Modelling and Analysis of Temporal Gene Expression Data Using Spiking Neural Networks

Conference paper
Part of the Lecture Notes in Computer Science book series (LNCS, volume 11301)


Analysis of temporal gene expression data poses a significant challenge due to the combination of high dimensionality and low sample size. The purpose of this paper is to present a methodology for classification, modelling, and analysis of short time-series gene expression data using spiking neural networks (SNN) and to uncover temporal expression patterns for knowledge discovery.

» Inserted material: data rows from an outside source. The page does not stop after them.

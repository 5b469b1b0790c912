use ratatui::{
    layout::{Alignment, Constraint, Direction, Layout, Rect},
    style::{Modifier, Style},
    text::{Line, Span},
    widgets::{Bar, BarChart, BarGroup, Block, Borders, Cell, Paragraph, Row, Table, Wrap},
    Frame,
};
use rust_decimal::prelude::ToPrimitive;
use rust_decimal::Decimal;

use crate::budget::{Breakdown, Outlook};
use crate::ui::advice::{advice, FUN_FACT};
use crate::ui::app::App;
use crate::ui::theme;
use crate::ui::util::{center, format_compact, format_ksh, proportional_widths};

pub(crate) fn render(f: &mut Frame, area: Rect, app: &App) {
    let Some(breakdown) = app.breakdown.as_ref() else {
        render_empty(f, area);
        return;
    };

    let chunks = Layout::default()
        .direction(Direction::Vertical)
        .constraints([
            Constraint::Length(10), // Table + bar chart
            Constraint::Length(3),  // Proportional strip
            Constraint::Min(4),     // Outlook message
            Constraint::Length(1),  // Footer
        ])
        .split(area);

    let top = Layout::default()
        .direction(Direction::Horizontal)
        .constraints([Constraint::Percentage(45), Constraint::Percentage(55)])
        .split(chunks[0]);

    render_table(f, top[0], breakdown);
    render_bar_chart(f, top[1], breakdown);
    render_strip(f, chunks[1], breakdown);
    render_advice(f, chunks[2], breakdown);

    let footer = Paragraph::new(Line::from(Span::styled(FUN_FACT, theme::dim_style())));
    f.render_widget(footer, chunks[3]);
}

fn titled_block(title: String) -> Block<'static> {
    Block::default()
        .borders(Borders::ALL)
        .border_style(Style::default().fg(theme::OVERLAY))
        .title(Span::styled(title, theme::title_style()))
}

fn amount_cell(amount: Decimal, style: Style) -> Cell<'static> {
    Cell::from(Line::from(Span::styled(format_ksh(amount), style)).alignment(Alignment::Right))
}

fn share_cell(share: Decimal) -> Cell<'static> {
    Cell::from(Line::from(Span::styled(format!("{share}%"), theme::dim_style())).alignment(Alignment::Right))
}

fn render_table(f: &mut Frame, area: Rect, breakdown: &Breakdown) {
    let result = &breakdown.result;
    let outlook_style = Style::default()
        .fg(theme::outlook_color(result.outlook()))
        .add_modifier(Modifier::BOLD);

    let line = |label: String, amount: Decimal, style: Style| {
        Row::new(vec![
            Cell::from(Span::styled(label, theme::normal_style())),
            amount_cell(amount, style),
            share_cell(result.share_of_income(amount)),
        ])
    };

    let rows = vec![
        line("Income".into(), result.income, theme::income_style()),
        line("Housing".into(), result.rent, theme::expense_style()),
        line("Transport".into(), result.transport_cost, theme::expense_style()),
        line("Lifestyle".into(), result.lifestyle_cost, theme::expense_style()),
        line(
            format!("Savings ({}%)", breakdown.input.savings_percent),
            result.savings_amount,
            theme::income_style(),
        ),
        line("Expenses".into(), result.total_expenses, theme::dim_style()),
        line("Remaining".into(), result.remaining, outlook_style),
    ];

    let header = Row::new(vec![
        Cell::from("Category"),
        Cell::from(Line::from("Amount").alignment(Alignment::Right)),
        Cell::from(Line::from("Share").alignment(Alignment::Right)),
    ])
    .style(theme::header_style());

    let table = Table::new(
        rows,
        [
            Constraint::Length(14),
            Constraint::Min(14),
            Constraint::Length(7),
        ],
    )
    .header(header)
    .block(titled_block(format!(
        " Your Nairobi Budget Breakdown: {} ",
        breakdown.input.neighborhood
    )));

    f.render_widget(table, area);
}

fn render_bar_chart(f: &mut Frame, area: Rect, breakdown: &Breakdown) {
    let bars: Vec<Bar> = breakdown
        .result
        .allocations()
        .iter()
        .map(|a| {
            let color = theme::slice_color(a.slice);
            Bar::default()
                .value(a.amount.to_u64().unwrap_or(0))
                .label(Line::from(a.slice.as_str()))
                .text_value(format_compact(a.amount))
                .style(Style::default().fg(color))
                .value_style(Style::default().fg(theme::HEADER_BG).bg(color))
        })
        .collect();

    let chart = BarChart::default()
        .block(titled_block(format!(
            " Out of {} ",
            format_ksh(breakdown.result.income)
        )))
        .data(BarGroup::default().bars(&bars))
        .bar_width(9)
        .bar_gap(1);

    f.render_widget(chart, area);
}

/// Income split into side-by-side segments, each as wide as its share.
fn render_strip(f: &mut Frame, area: Rect, breakdown: &Breakdown) {
    let block = titled_block(" Where your shillings go ".to_string());
    let inner = block.inner(area);

    let allocations = breakdown.result.allocations();
    let values: Vec<u64> = allocations
        .iter()
        .map(|a| a.amount.to_u64().unwrap_or(0))
        .collect();
    let widths = proportional_widths(&values, inner.width);

    let spans: Vec<Span> = allocations
        .iter()
        .zip(widths)
        .filter(|(_, width)| *width > 0)
        .map(|(a, width)| {
            Span::styled(
                center(a.slice.as_str(), width as usize),
                Style::default()
                    .fg(theme::HEADER_BG)
                    .bg(theme::slice_color(a.slice))
                    .add_modifier(Modifier::BOLD),
            )
        })
        .collect();

    f.render_widget(Paragraph::new(Line::from(spans)).block(block), area);
}

fn render_advice(f: &mut Frame, area: Rect, breakdown: &Breakdown) {
    let advice = advice(breakdown);
    let color = theme::outlook_color(advice.outlook);

    let mut lines = vec![Line::from(Span::styled(
        advice.headline,
        Style::default().fg(color).add_modifier(Modifier::BOLD),
    ))];
    lines.extend(
        advice
            .details
            .into_iter()
            .map(|d| Line::from(Span::styled(d, theme::normal_style()))),
    );

    let title = match advice.outlook {
        Outlook::Deficit => " Deficit ",
        Outlook::Tight => " Tight ",
        Outlook::Comfortable => " Comfortable ",
    };
    let block = Block::default()
        .borders(Borders::ALL)
        .border_style(Style::default().fg(color))
        .title(Span::styled(
            title,
            Style::default().fg(color).add_modifier(Modifier::BOLD),
        ));
    f.render_widget(
        Paragraph::new(lines).wrap(Wrap { trim: false }).block(block),
        area,
    );
}

fn render_empty(f: &mut Frame, area: Rect) {
    let msg = Paragraph::new(vec![
        Line::from(""),
        Line::from(Span::styled("Nothing calculated yet", theme::dim_style())),
        Line::from(""),
        Line::from(Span::styled(
            "Pick your income, neighborhood, rides, treats and savings, then press c",
            theme::dim_style(),
        )),
    ])
    .centered()
    .block(titled_block(" Breakdown ".to_string()));
    f.render_widget(msg, area);
}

The classification is based on the NeuCube SNN model. Time-series gene expression data of mouse primary cortical neurons is examined as a case study. The results of the analysis are promising, indicating that SNN methodologies can be effectively used to model and analyse temporal gene expression data with surpassing performance over traditional machine learning algorithms. Additionally, a gene interaction network is constructed from the temporal gene activity modelled using the NeuCube architecture offering a new way of knowledge discovery. Future work will be directed towards using gene interactions networks to help guide pharmacological research for dementia.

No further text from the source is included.